Врач выкладывает из толстого кожаного портфеля длинную светлую коробочку. На ней что-то написано, но я не могу сфокусироваться усталыми глазами и прочитать.
У мужчины тонкие, крепкие пальцы. Как у пианиста. Выраженные вены оплетают запястья, наливаются темным, когда он вытягивает из упаковки узенькую баночку с рубиновой жидкостью и слабо ее покачивает, просвечивая напротив настенной лампы.
– Сейчас будет волшебство. Смотри, – шепчет он заговорщицки, а дочь подается ближе, разглядывает его руки завороженно, будто, и правда, произойдет чудо.
Я невольно улыбаюсь и ловлю на себе проницательный синий взгляд. В горле взрывается граната воздуха, и мне хочется дышать часто-часто, чтобы насытиться. Ноги зудят от напряжения, все тело протестует, желая сбежать от ядовитых глаз. Но сил нет даже шевельнуться.
– Юла, удержишь? – врач дает малышке пустую прозрачную колбу.

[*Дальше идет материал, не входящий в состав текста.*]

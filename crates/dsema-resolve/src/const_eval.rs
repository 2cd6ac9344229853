//! Folding of the constant expressions that appear as template arguments,
//! value-parameter specializations, static array lengths and enum members.

use dsema_syntax::{BinaryOp, DeclKind, DeclRef, Expr, ExprKind, Literal, UnaryOp};

use crate::context::ResolutionContext;
use crate::core::Resolver;
use crate::types::{AbstractKind, AbstractType, ConstValue, SymbolRef, TemplateValue};

impl Resolver {
    /// Evaluates `expr` at compile time, or `None` if it is not a constant
    /// the engine can fold.
    pub fn evaluate_constant(&self, expr: &Expr, ctx: &mut ResolutionContext) -> Option<ConstValue> {
        self.evaluate_at_depth(expr, ctx, 0)
    }

    fn evaluate_at_depth(&self, expr: &Expr, ctx: &mut ResolutionContext, depth: u32) -> Option<ConstValue> {
        // Enum members may refer to each other; this bounds malformed chains.
        if depth > self.config.max_recursion_depth * 4 || ctx.is_cancelled() {
            return None;
        }
        match &expr.kind {
            ExprKind::Literal(literal) => Some(literal_value(literal)),
            ExprKind::Unary { op, operand } => {
                let value = self.evaluate_at_depth(operand, ctx, depth + 1)?;
                unary_value(*op, value)
            }
            ExprKind::Binary { op, lhs, rhs } => {
                let lhs = self.evaluate_at_depth(lhs, ctx, depth + 1)?;
                let rhs = self.evaluate_at_depth(rhs, ctx, depth + 1)?;
                binary_value(*op, lhs, rhs)
            }
            ExprKind::Conditional { condition, then_branch, else_branch } => {
                match self.evaluate_at_depth(condition, ctx, depth + 1)? {
                    ConstValue::Bool(true) => self.evaluate_at_depth(then_branch, ctx, depth + 1),
                    ConstValue::Bool(false) => self.evaluate_at_depth(else_branch, ctx, depth + 1),
                    _ => None,
                }
            }
            ExprKind::Cast { operand, .. } => self.evaluate_at_depth(operand, ctx, depth + 1),
            ExprKind::Identifier(_) | ExprKind::Member { .. } => {
                let resolved = self.expr(expr, ctx);
                resolved.iter().find_map(|ty| self.constant_of(ty, ctx, depth + 1))
            }
            _ => None,
        }
    }

    /// The constant a resolved symbol stands for: a bound value parameter,
    /// an enum member, or a variable with a foldable initializer.
    pub(crate) fn constant_of(&self, ty: &AbstractType, ctx: &mut ResolutionContext, depth: u32) -> Option<ConstValue> {
        match &ty.kind {
            AbstractKind::TemplateParameter { value: Some(value), .. } => match value.as_ref() {
                TemplateValue::Value(constant, _) => Some(constant.clone()),
                TemplateValue::Symbol(symbol) => self.constant_of(symbol, ctx, depth + 1),
                _ => None,
            },
            AbstractKind::Aliased { base: Some(base), .. } => self.constant_of(base, ctx, depth + 1),
            AbstractKind::Member { symbol: SymbolRef::Decl(decl_ref), .. } => {
                let decl = self.index.decl(*decl_ref)?;
                match &decl.kind {
                    DeclKind::EnumMember(_) => self.enum_member_value(*decl_ref, ctx, depth),
                    DeclKind::Variable(variable) => {
                        let initializer = variable.initializer.as_ref()?;
                        let scope = self.enclosing_scope(*decl_ref);
                        let mut ctx = ctx.push_scope(scope, decl.span.offset());
                        self.evaluate_at_depth(initializer, &mut ctx, depth + 1)
                    }
                    _ => None,
                }
            }
            _ => None,
        }
    }

    /// Explicit initializer, or one past the previous member (zero for the
    /// first).
    fn enum_member_value(&self, member: DeclRef, ctx: &mut ResolutionContext, depth: u32) -> Option<ConstValue> {
        let enum_ref = self.index.parent(member)?;
        let enum_decl = self.index.decl(enum_ref)?;
        let scope = self.enclosing_scope(enum_ref);
        let mut ctx = ctx.push_scope(scope, enum_decl.span.offset());

        let mut next = ConstValue::Int(0);
        for &child in &enum_decl.children {
            let child_ref = DeclRef::new(member.module, child);
            let Some(child_decl) = self.index.decl(child_ref) else { continue };
            let DeclKind::EnumMember(initializer) = &child_decl.kind else { continue };
            let value = match initializer {
                Some(init) => self.evaluate_at_depth(init, &mut ctx, depth + 1)?,
                None => next.clone(),
            };
            if child_ref == member {
                return Some(value);
            }
            next = match &value {
                ConstValue::Int(v) => ConstValue::Int(v.checked_add(1)?),
                ConstValue::Char(c) => char::from_u32(*c as u32 + 1).map(ConstValue::Char)?,
                _ => return None,
            };
        }
        None
    }
}

fn literal_value(literal: &Literal) -> ConstValue {
    match literal {
        Literal::Int { value, .. } => ConstValue::Int(*value),
        Literal::Float { value, .. } => ConstValue::Float(*value),
        Literal::String(s) => ConstValue::Str(s.clone()),
        Literal::Char(c) => ConstValue::Char(*c),
        Literal::Bool(b) => ConstValue::Bool(*b),
        Literal::Null => ConstValue::Null,
    }
}

fn unary_value(op: UnaryOp, value: ConstValue) -> Option<ConstValue> {
    match (op, value) {
        (UnaryOp::Plus, value) => Some(value),
        (UnaryOp::Negate, ConstValue::Int(v)) => v.checked_neg().map(ConstValue::Int),
        (UnaryOp::Negate, ConstValue::Float(v)) => Some(ConstValue::Float(-v)),
        (UnaryOp::Not, ConstValue::Bool(b)) => Some(ConstValue::Bool(!b)),
        (UnaryOp::Not, ConstValue::Int(v)) => Some(ConstValue::Bool(v == 0)),
        (UnaryOp::Complement, ConstValue::Int(v)) => Some(ConstValue::Int(!v)),
        _ => None,
    }
}

fn binary_value(op: BinaryOp, lhs: ConstValue, rhs: ConstValue) -> Option<ConstValue> {
    use ConstValue::*;
    let value = match (lhs, rhs) {
        (Int(a), Int(b)) => match op {
            BinaryOp::Add => Int(a.checked_add(b)?),
            BinaryOp::Sub => Int(a.checked_sub(b)?),
            BinaryOp::Mul => Int(a.checked_mul(b)?),
            BinaryOp::Div => Int(a.checked_div(b)?),
            BinaryOp::Mod => Int(a.checked_rem(b)?),
            BinaryOp::Pow => Int(a.checked_pow(u32::try_from(b).ok()?)?),
            BinaryOp::BitAnd => Int(a & b),
            BinaryOp::BitOr => Int(a | b),
            BinaryOp::BitXor => Int(a ^ b),
            BinaryOp::Shl => Int(a.checked_shl(u32::try_from(b).ok()?)?),
            BinaryOp::Shr => Int(a.checked_shr(u32::try_from(b).ok()?)?),
            _ => return compare(op, a.partial_cmp(&b)?),
        },
        (Float(a), Float(b)) => float_value(op, a, b)?,
        (Int(a), Float(b)) => float_value(op, a as f64, b)?,
        (Float(a), Int(b)) => float_value(op, a, b as f64)?,
        (Bool(a), Bool(b)) => match op {
            BinaryOp::LogicalAnd => Bool(a && b),
            BinaryOp::LogicalOr => Bool(a || b),
            BinaryOp::Equal | BinaryOp::Identity => Bool(a == b),
            BinaryOp::NotEqual | BinaryOp::NotIdentity => Bool(a != b),
            _ => return None,
        },
        (Str(a), Str(b)) => match op {
            BinaryOp::Concat => Str(a + &b),
            _ => return compare(op, a.cmp(&b)),
        },
        (Char(a), Char(b)) => compare(op, a.cmp(&b))?,
        _ => return None,
    };
    Some(value)
}

fn float_value(op: BinaryOp, a: f64, b: f64) -> Option<ConstValue> {
    let value = match op {
        BinaryOp::Add => a + b,
        BinaryOp::Sub => a - b,
        BinaryOp::Mul => a * b,
        BinaryOp::Div => a / b,
        BinaryOp::Mod => a % b,
        BinaryOp::Pow => a.powf(b),
        _ => return compare(op, a.partial_cmp(&b)?),
    };
    Some(ConstValue::Float(value))
}

fn compare(op: BinaryOp, ordering: std::cmp::Ordering) -> Option<ConstValue> {
    use std::cmp::Ordering::*;
    let result = match op {
        BinaryOp::Equal | BinaryOp::Identity => ordering == Equal,
        BinaryOp::NotEqual | BinaryOp::NotIdentity => ordering != Equal,
        BinaryOp::Less => ordering == Less,
        BinaryOp::LessEqual => ordering != Greater,
        BinaryOp::Greater => ordering == Greater,
        BinaryOp::GreaterEqual => ordering != Less,
        _ => return None,
    };
    Some(ConstValue::Bool(result))
}

#[cfg(test)]
mod tests {
    use super::*;

    #[test]
    fn integer_folding_is_checked() {
        assert_eq!(binary_value(BinaryOp::Mul, ConstValue::Int(6), ConstValue::Int(7)), Some(ConstValue::Int(42)));
        assert_eq!(binary_value(BinaryOp::Div, ConstValue::Int(1), ConstValue::Int(0)), None);
        assert_eq!(binary_value(BinaryOp::Less, ConstValue::Int(1), ConstValue::Int(2)), Some(ConstValue::Bool(true)));
    }

    #[test]
    fn mixed_arithmetic_promotes_to_float() {
        assert_eq!(
            binary_value(BinaryOp::Add, ConstValue::Int(1), ConstValue::Float(0.5)),
            Some(ConstValue::Float(1.5))
        );
    }

    #[test]
    fn strings_concatenate() {
        assert_eq!(
            binary_value(BinaryOp::Concat, ConstValue::Str("ab".into()), ConstValue::Str("c".into())),
            Some(ConstValue::Str("abc".into()))
        );
    }

    #[test]
    fn unary_operators_fold() {
        assert_eq!(unary_value(UnaryOp::Negate, ConstValue::Int(3)), Some(ConstValue::Int(-3)));
        assert_eq!(unary_value(UnaryOp::Not, ConstValue::Bool(false)), Some(ConstValue::Bool(true)));
        assert_eq!(unary_value(UnaryOp::Complement, ConstValue::Str("x".into())), None);
    }
}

Не больше пяти сантиметров в высоту.
Дочь подтягивается на подушке и задорно кивает головой. Русые прядки запутались, сбились. Я пыталась привести ее в порядок, пока она спала, но, мало того, что солнышко стонала и отбивалась, так это еще и не сильно помогло. Густые кудри спасет теперь только шампунь и щетка.
Дочка не отвечает, смотрит на руки мужчины и, приоткрыв рот, кивает.
– Крепко держи. Не переворачивай, а то ничего не получится. Считать умеешь? – и снова взгляд на меня. Как пуля. Навылет. Под расстрелом его глаз я чувствую себя обнаженной и уязвимой. Тянусь пальцами за покрывалом. Укрыв продрогшие плечи и повернувшись на бочок, рассматриваю восторженное лицо дочери, чтобы не показаться мужчине назойливой и странной.
– Я узе в первый класс хозу! – малышка виновато косится на меня за то, что повысила голос. У нее вчера из-за истерик и капризов совсем связки сели. Я очень просила ее беречь горлышко, но мы успели и поплакать сегодня, и даже повыть.
Мурчик из-за вскрика Юли, цапнув меня по руке, сматывается на пол, исчезая где-то под кроватью, где надолго затихает, а я лежу и пытаюсь не выключится, чтобы заплатить за прием и закрыть за врачом дверь.
Глаза смыкаются, веки свинцовые. Я и минутки не спала последние несколько дней, оттого голова невыносимо тяжелая и налитая. Какая там прода и творчество, если не знаешь, чем накормить детей здесь и сейчас и где найти силы, чтобы встать с кровати?
Юля снова смеется на очередную шутку врача, но тут же откашливается с хрипом, а мужчина терпеливо выжидает и, вытянув пипетку из баночки с красной жидкостью, медленно капает в пустую колбу в руках дочки.
– Считай.
– Лас, два, тли-и-и, – считает она, – четыле. Четыле надо? – и с надеждой заглядывает в лицо врача.
– Да. И этой четыре, – он показывает на другую баночку – прозрачную. – Смотри внимательно… Считай.
Дочь настолько увлекается игрой, что забывает о болезни, выпрямляется на постели, выползает из-под одеяла, сверкая зеленой фланелевой пижамкой и розовыми пяточками, улыбается задорно и искренне. И я вместе с ней. От этих милых моментов по всему телу разливается такое забытое чувство покоя и радости, что на глаза наворачиваются слезы.
– Хватит, – кивает дочь, – узе четыле.
– Точно? – серьезно спрашивает мужчина.
– Да-да. О! – малышка поднимает колбочку повыше, а врач перехватывает ее ручку и, страхуя, помогает размешать жидкости. – Как кла-асиво-о-о… – протягивает Юля.
– Настоящее золото, правда? – и лукавое подмигивание заставляет малышку заливисто рассмеяться. – А теперь попросим маму сохранить наш эликсир, – мужчина ловко уводит у дочери колбочку с жидкостью и передает ее мне. Пальцы от неожиданного прикосновения к его горячей коже пронзает необъяснимым чувственным электричеством. – Не уроните, пожалуйста, – говорит шепотом, приблизившись на жутко опасное расстояние. Такое, что я слышу на языке вкус его аромата, а в синих глазах легко пересчитываю пятнышки и рассматриваю свое испуганное отражение. – А Юла откроет ротик широко-широко, – тут же отстраняется врач и уверенными движениями помогает дочке запрокинуть голову. – Окей. Чуть шире, отлично. Скажи «а».